Yes. I feel free, like my head has cleared a lot. I feel ready to do anything. I love being comfortable in my birth sex.
Very cheesy, ik.
But real talk, I haven't been any happier than when I detransitioned. During my transition, I never felt female, like, at all. So it's nice to realise why I've been feeling that way. I've always felt depressed during my transition. I never wanted to get out of bed and I was overeating a lot. I almost lost my mother due to DV and the perpetrator so my depression got worse. We also had to flee our state. Now, I just feel free.
I have been detranstioning for 7 months (being on lucrin/lupron for 4 years and estrogen for 4 months). Since reflecting on that period, hormone blockers and cross-sex hormones, while I was happy, didn't alleviate my gender dysphoria that much. I would think about cutting off my genitalia everyday and would constantly fixate on the female image. But it wasn't until i was 3 months on estrogen that I realised that I couldn't be a female and I accepted that I'm supposed to be male. After stopping all treatment, my mental health has since improved by a landslide.

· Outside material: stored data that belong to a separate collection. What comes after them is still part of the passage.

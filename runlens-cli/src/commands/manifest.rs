//! Manifest command handlers
//!
//! Offline inspection of workflow manifests saved to disk.

use anyhow::{Context, Result};
use clap::Subcommand;
use runlens_core::{RunManifest, workflow_dot};
use serde_json::Value;
use std::path::{Path, PathBuf};

use super::display::{print_run_tree, write_dot};
use crate::config::SchemaKind;

/// Manifest subcommands
#[derive(Subcommand)]
pub enum ManifestCommands {
    /// Parse a saved workflow manifest and print its nodes
    Inspect {
        /// Path to a workflow manifest JSON file
        file: PathBuf,

        /// Manifest flavour of the file
        #[arg(long, value_enum, default_value = "kfp-v1")]
        schema: SchemaKind,

        /// Print one JSON record per node instead of the tree
        #[arg(long)]
        json: bool,
    },
    /// Render the node graph of a saved workflow manifest as DOT
    Graph {
        /// Path to a workflow manifest JSON file
        file: PathBuf,

        /// Manifest flavour of the file
        #[arg(long, value_enum, default_value = "kfp-v1")]
        schema: SchemaKind,

        /// Write the DOT source here instead of stdout
        #[arg(short, long)]
        output: Option<PathBuf>,
    },
}

/// Handle manifest commands
pub fn handle_manifest_command(command: ManifestCommands) -> Result<()> {
    match command {
        ManifestCommands::Inspect { file, schema, json } => inspect(&file, schema, json),
        ManifestCommands::Graph {
            file,
            schema,
            output,
        } => graph(&file, schema, output.as_deref()),
    }
}

fn inspect(file: &Path, schema: SchemaKind, json: bool) -> Result<()> {
    let run = load(file, schema)?;

    if json {
        println!("{}", serde_json::to_string_pretty(&run.node_records())?);
    } else {
        print_run_tree(&run);
    }

    Ok(())
}

fn graph(file: &Path, schema: SchemaKind, output: Option<&Path>) -> Result<()> {
    let document = read_document(file)?;
    let dot = workflow_dot(&document, &schema.schema())
        .with_context(|| format!("Failed to render graph of {}", file.display()))?;

    write_dot(&dot, output)
}

fn read_document(file: &Path) -> Result<Value> {
    let text = std::fs::read_to_string(file)
        .with_context(|| format!("Failed to read manifest {}", file.display()))?;

    serde_json::from_str(&text).with_context(|| format!("Manifest {} is not valid JSON", file.display()))
}

fn load(file: &Path, schema: SchemaKind) -> Result<RunManifest> {
    let document = read_document(file)?;

    RunManifest::from_value(&document, &schema.schema())
        .with_context(|| format!("Failed to parse manifest {}", file.display()))
}

#[cfg(test)]
mod tests {
    use super::*;
    use serde_json::json;

    fn argo_manifest() -> Value {
        json!({
            "metadata": { "name": "hello-abc12", "uid": "uid-1" },
            "spec": { "templates": [ { "name": "hello" } ] },
            "status": {
                "phase": "Succeeded",
                "startedAt": "2024-01-01T00:00:00Z",
                "finishedAt": "2024-01-01T00:00:03Z",
                "nodes": {
                    "hello-abc12": { "id": "hello-abc12", "type": "DAG", "displayName": "hello-abc12",
                                     "children": ["hello-abc12-1"] },
                    "hello-abc12-1": { "id": "hello-abc12-1", "type": "Pod", "templateName": "hello",
                                       "displayName": "hello", "phase": "Succeeded" }
                }
            }
        })
    }

    #[test]
    fn test_load_argo_manifest_from_disk() {
        let dir = tempfile::tempdir().unwrap();
        let path = dir.path().join("wf.json");
        std::fs::write(&path, argo_manifest().to_string()).unwrap();

        let run = load(&path, SchemaKind::Argo).unwrap();
        assert_eq!(run.run_id(), "uid-1");
        assert_eq!(run.run_name(), "hello-abc12");
        assert_eq!(run.len(), 1);
    }

    #[test]
    fn test_load_reports_path_on_failure() {
        let dir = tempfile::tempdir().unwrap();
        let path = dir.path().join("missing.json");

        let err = load(&path, SchemaKind::KfpV1).unwrap_err();
        assert!(err.to_string().contains("missing.json"));
    }

    #[test]
    fn test_graph_writes_dot_file() {
        let dir = tempfile::tempdir().unwrap();
        let path = dir.path().join("wf.json");
        let out = dir.path().join("wf.dot");
        std::fs::write(&path, argo_manifest().to_string()).unwrap();

        graph(&path, SchemaKind::Argo, Some(&out)).unwrap();

        let dot = std::fs::read_to_string(&out).unwrap();
        assert!(dot.starts_with("digraph \"hello-abc12\" {"));
        assert!(dot.contains("\"hello-abc12\" -> \"hello-abc12-1\";"));
        assert!(dot.contains("fillcolor=aqua"));
        assert!(dot.contains("fillcolor=azure3"));
    }
}
//! Run-related API endpoints

use std::sync::Arc;
use std::time::Duration;
use tokio::time::{Instant, sleep};
use tracing::{debug, info};

use crate::PlatformClient;
use crate::error::{ClientError, Result};
use runlens_core::dto::run::{ListRuns, RunDetail};
use runlens_core::{ManifestSchema, RunManifest};

/// Polling behaviour of `wait_for_completion`
#[derive(Debug, Clone, Copy, PartialEq, Eq)]
pub struct WaitOptions {
    /// Delay between two snapshots
    pub poll_interval: Duration,
    /// Give up after this long
    pub timeout: Duration,
}

impl Default for WaitOptions {
    fn default() -> Self {
        Self {
            poll_interval: Duration::from_millis(100),
            timeout: Duration::from_secs(300),
        }
    }
}

impl PlatformClient {
    // =============================================================================
    // Runs
    // =============================================================================

    /// Get a run and its live workflow manifest
    pub async fn get_run(&self, run_id: &str) -> Result<RunDetail> {
        let url = format!("{}/apis/v1beta1/runs/{}", self.base_url, run_id);
        let response = self.client.get(&url).send().await?;

        self.handle_response(response).await
    }

    /// List one page of runs, newest first
    ///
    /// # Arguments
    /// * `page_size` - Maximum number of runs returned
    /// * `page_token` - Token from a previous page, if any
    pub async fn list_runs(&self, page_size: u32, page_token: Option<&str>) -> Result<ListRuns> {
        let url = format!("{}/apis/v1beta1/runs", self.base_url);
        let mut query = vec![
            ("page_size", page_size.to_string()),
            ("sort_by", "created_at desc".to_string()),
        ];
        if let Some(token) = page_token.filter(|t| !t.is_empty()) {
            query.push(("page_token", token.to_string()));
        }
        let response = self.client.get(&url).query(&query).send().await?;

        self.handle_response(response).await
    }

    /// Get a run document from the v2 API
    pub async fn get_run_v2(&self, run_id: &str) -> Result<serde_json::Value> {
        let url = format!("{}/apis/v2beta1/runs/{}", self.base_url, run_id);
        let response = self.client.get(&url).send().await?;

        self.handle_response(response).await
    }

    // =============================================================================
    // Snapshots
    // =============================================================================

    /// Take a snapshot of a run
    ///
    /// The returned view reads artifacts back through this client.
    pub async fn fetch_manifest(&self, run_id: &str, schema: &ManifestSchema) -> Result<RunManifest> {
        let detail = self.get_run(run_id).await?;
        self.snapshot(&detail, schema)
    }

    /// Take a snapshot of a run through the v2 API
    pub async fn fetch_manifest_v2(&self, run_id: &str) -> Result<RunManifest> {
        let document = self.get_run_v2(run_id).await?;
        let manifest = RunManifest::from_v2_run(&document)?;
        Ok(manifest.with_fetcher(Arc::new(self.clone())))
    }

    fn snapshot(&self, detail: &RunDetail, schema: &ManifestSchema) -> Result<RunManifest> {
        let manifest = RunManifest::from_run_detail(detail, schema)?;
        Ok(manifest.with_fetcher(Arc::new(self.clone())))
    }

    /// Poll a run until it and every node in it have finished
    ///
    /// `on_snapshot` sees every snapshot taken, including the final one.
    /// Polls where the workflow has not been created yet are skipped.
    pub async fn wait_for_completion<F>(
        &self,
        run_id: &str,
        schema: &ManifestSchema,
        options: &WaitOptions,
        mut on_snapshot: F,
    ) -> Result<RunManifest>
    where
        F: FnMut(&RunManifest),
    {
        let started = Instant::now();
        info!("Waiting for run {} to finish", run_id);

        loop {
            let detail = self.get_run(run_id).await?;

            if detail.has_runtime_manifest() {
                let manifest = self.snapshot(&detail, schema)?;
                on_snapshot(&manifest);
                if manifest.all_finished() {
                    info!("Run {} finished after {:?}", run_id, started.elapsed());
                    return Ok(manifest);
                }
            } else {
                debug!("Run {} has no workflow yet", run_id);
            }

            if started.elapsed() >= options.timeout {
                return Err(ClientError::Timeout {
                    run_id: run_id.to_string(),
                    waited: options.timeout,
                });
            }
            sleep(options.poll_interval).await;
        }
    }
}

But enough rambling. To answer you're questions, transitioning didn't alleviate my gender dysphoria and I am much, much comfortable with being my natal sex. I feel much better mentally and I am working on all areas of my life. While I do still have some issues going on with how I want to be, I feel much better.
Now, I would recommend you to do some soul-searching. Ask yourself, Will I be happier if I transition? Will my problems go away? Why do I want to be the opposite sex? Is it because of gender dysphoria? Is it autogynephilia? If I was you, I wouldn't go on HRT. I would go seek a help of a professional to find alternatives to transitioning
Just know that you are loved and I support any decision that you come too ^^
It has been smooth sailing actually. My sister however has been a little hostile towards the topic of me detransitioning in the beginning but now she doesn't care as it is my choice. Plans going forward? Well, my endo said there is a possibility I'll have to go on testosterone treatment but she'll track my progress. I'm planning on going back to in person school within the next term (we have school terms in Australia, like the UK). Really the only expectations is my t levels going up. I'm in the process of moving atm so it's kinda difficult for me but I'll manage. Detransition was the best choice for me and I couldn't have been happier.
Listen, just because you were born sick, doesn't mean you are less of a man! I was born with Invasive Pneumococcal Disease (IPD) and had to stay in the hospital for two weeks. I was born sick. Being a man is showing the world who you really are, not being afraid to be yourself, having motivation and being passionate about what you do, looking after your body and practicing good hygiene, staying humble, having compassion for people less fortunate than you and much more. I am happy to hear that you feel better detransitioning. I will forever support you know matter what. Sending light and love your way!